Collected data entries
--------------------------------

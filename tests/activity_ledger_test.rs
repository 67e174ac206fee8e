mod common;

use common::{date, setup_pool};

use krutilka::db::models::NewActivityRecord;
use krutilka::db::ActivityRepository;

fn record(account: &str, activity: &str) -> NewActivityRecord {
    NewActivityRecord {
        account_id: account.to_string(),
        activity_id: activity.to_string(),
        ..Default::default()
    }
}

#[tokio::test]
async fn first_insert_reported_distinctly_from_refresh() {
    let pool = setup_pool().await;

    assert!(!ActivityRepository::was_seen(&pool, "alice", "act-1").await.unwrap());

    let first = ActivityRepository::record_seen(&pool, record("alice", "act-1")).await.unwrap();
    assert!(first);

    assert!(ActivityRepository::was_seen(&pool, "alice", "act-1").await.unwrap());

    let second = ActivityRepository::record_seen(&pool, record("alice", "act-1")).await.unwrap();
    assert!(!second);

    // Same activity id on another account is a separate ledger row.
    let other_account =
        ActivityRepository::record_seen(&pool, record("bob", "act-1")).await.unwrap();
    assert!(other_account);
}

#[tokio::test]
async fn merge_never_erases_known_data() {
    let pool = setup_pool().await;

    let full = NewActivityRecord {
        client_id: Some(42),
        scheduled_name: Some("Анна Кузнецова".to_string()),
        start_time: Some(date(2024, 3, 1).and_hms_opt(10, 5, 0).unwrap()),
        distance_m: Some(32_400.0),
        elapsed_seconds: Some(7_140),
        avg_power: Some(183.0),
        ..record("alice", "act-1")
    };
    ActivityRepository::record_seen(&pool, full).await.unwrap();

    // A later re-record with unknowns must not lose anything.
    let sparse = NewActivityRecord {
        profile_name: Some("Anna K".to_string()),
        fit_path: Some("data/fit/alice/act-1.fit".to_string()),
        ..record("alice", "act-1")
    };
    ActivityRepository::record_seen(&pool, sparse).await.unwrap();

    let row = ActivityRepository::find(&pool, "alice", "act-1").await.unwrap().unwrap();
    assert_eq!(row.client_id, Some(42));
    assert_eq!(row.scheduled_name.as_deref(), Some("Анна Кузнецова"));
    assert_eq!(row.profile_name.as_deref(), Some("Anna K"));
    assert_eq!(row.distance_m, Some(32_400.0));
    assert_eq!(row.elapsed_seconds, Some(7_140));
    assert_eq!(row.avg_power, Some(183.0));
    assert_eq!(row.fit_path.as_deref(), Some("data/fit/alice/act-1.fit"));
}

#[tokio::test]
async fn delivery_flags_only_move_forward() {
    let pool = setup_pool().await;

    ActivityRepository::record_seen(
        &pool,
        NewActivityRecord {
            sent_clientbot: true,
            sent_strava: false,
            sent_intervals: false,
            ..record("alice", "act-1")
        },
    )
    .await
    .unwrap();

    // Retry after partial failure: strava succeeds now, clientbot reported
    // false. The recorded true must survive.
    ActivityRepository::record_seen(
        &pool,
        NewActivityRecord {
            sent_clientbot: false,
            sent_strava: true,
            sent_intervals: false,
            ..record("alice", "act-1")
        },
    )
    .await
    .unwrap();

    let row = ActivityRepository::find(&pool, "alice", "act-1").await.unwrap().unwrap();
    assert!(row.sent_clientbot);
    assert!(row.sent_strava);
    assert!(!row.sent_intervals);
}

#[tokio::test]
async fn missing_fit_feed_drops_rows_once_archived() {
    let pool = setup_pool().await;

    ActivityRepository::record_seen(&pool, record("alice", "act-1")).await.unwrap();
    ActivityRepository::record_seen(
        &pool,
        NewActivityRecord {
            fit_path: Some("data/fit/alice/act-2.fit".to_string()),
            ..record("alice", "act-2")
        },
    )
    .await
    .unwrap();

    let missing = ActivityRepository::list_missing_fit(&pool, Some("alice"), 10).await.unwrap();
    assert_eq!(missing.len(), 1);
    assert_eq!(missing[0].activity_id, "act-1");

    // The FIT arrives later; the row leaves the feed.
    ActivityRepository::record_seen(
        &pool,
        NewActivityRecord {
            fit_path: Some("data/fit/alice/act-1.fit".to_string()),
            ..record("alice", "act-1")
        },
    )
    .await
    .unwrap();

    let missing = ActivityRepository::list_missing_fit(&pool, Some("alice"), 10).await.unwrap();
    assert!(missing.is_empty());
}

#[tokio::test]
async fn manual_correction_wins_over_auto_attribution() {
    let pool = setup_pool().await;

    ActivityRepository::record_seen(
        &pool,
        NewActivityRecord {
            client_id: Some(42),
            distance_m: Some(10_000.0),
            ..record("alice", "act-1")
        },
    )
    .await
    .unwrap();

    let corrected =
        ActivityRepository::set_corrected_client(&pool, "alice", "act-1", Some(77)).await.unwrap();
    assert!(corrected);

    let row = ActivityRepository::find(&pool, "alice", "act-1").await.unwrap().unwrap();
    assert_eq!(row.client_id, Some(42));
    assert_eq!(row.corrected_client_id, Some(77));
    assert_eq!(row.effective_client_id(), Some(77));

    // Aggregates follow the effective attribution.
    let rows = ActivityRepository::leaderboard(&pool, None, 10).await.unwrap();
    assert_eq!(rows.len(), 1);
    assert_eq!(rows[0].client_id, 77);

    // Correcting an unknown activity reports "nothing to do".
    let missing =
        ActivityRepository::set_corrected_client(&pool, "alice", "nope", Some(1)).await.unwrap();
    assert!(!missing);
}

#[tokio::test]
async fn leaderboard_orders_by_total_distance() {
    let pool = setup_pool().await;

    for (activity, client_id, distance) in
        [("a1", 1i64, 10_000.0), ("a2", 2, 30_000.0), ("a3", 2, 5_000.0)]
    {
        ActivityRepository::record_seen(
            &pool,
            NewActivityRecord {
                client_id: Some(client_id),
                distance_m: Some(distance),
                elapsed_seconds: Some(3_600),
                ..record("alice", activity)
            },
        )
        .await
        .unwrap();
    }

    let rows = ActivityRepository::leaderboard(&pool, None, 10).await.unwrap();
    assert_eq!(rows.len(), 2);
    assert_eq!(rows[0].client_id, 2);
    assert_eq!(rows[0].activities, 2);
    assert_eq!(rows[0].total_distance_m, 35_000.0);
    assert_eq!(rows[1].client_id, 1);

    let stats = ActivityRepository::client_stats(&pool, 2).await.unwrap().unwrap();
    assert_eq!(stats.total_elapsed_seconds, 7_200);
}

--------------------------------

§ **Exercise brief**
Give again only the lines starting at the one that contains "Correcting an unknown" and running to the end of the data.

§ **Solution**
    // Correcting an unknown activity reports "nothing to do".
    let missing =
        ActivityRepository::set_corrected_client(&pool, "alice", "nope", Some(1)).await.unwrap();
    assert!(!missing);
}

#[tokio::test]
async fn leaderboard_orders_by_total_distance() {
    let pool = setup_pool().await;

    for (activity, client_id, distance) in
        [("a1", 1i64, 10_000.0), ("a2", 2, 30_000.0), ("a3", 2, 5_000.0)]
    {
        ActivityRepository::record_seen(
            &pool,
            NewActivityRecord {
                client_id: Some(client_id),
                distance_m: Some(distance),
                elapsed_seconds: Some(3_600),
                ..record("alice", activity)
            },
        )
        .await
        .unwrap();
    }

    let rows = ActivityRepository::leaderboard(&pool, None, 10).await.unwrap();
    assert_eq!(rows.len(), 2);
    assert_eq!(rows[0].client_id, 2);
    assert_eq!(rows[0].activities, 2);
    assert_eq!(rows[0].total_distance_m, 35_000.0);
    assert_eq!(rows[1].client_id, 1);

    let stats = ActivityRepository::client_stats(&pool, 2).await.unwrap().unwrap();
    assert_eq!(stats.total_elapsed_seconds, 7_200);
}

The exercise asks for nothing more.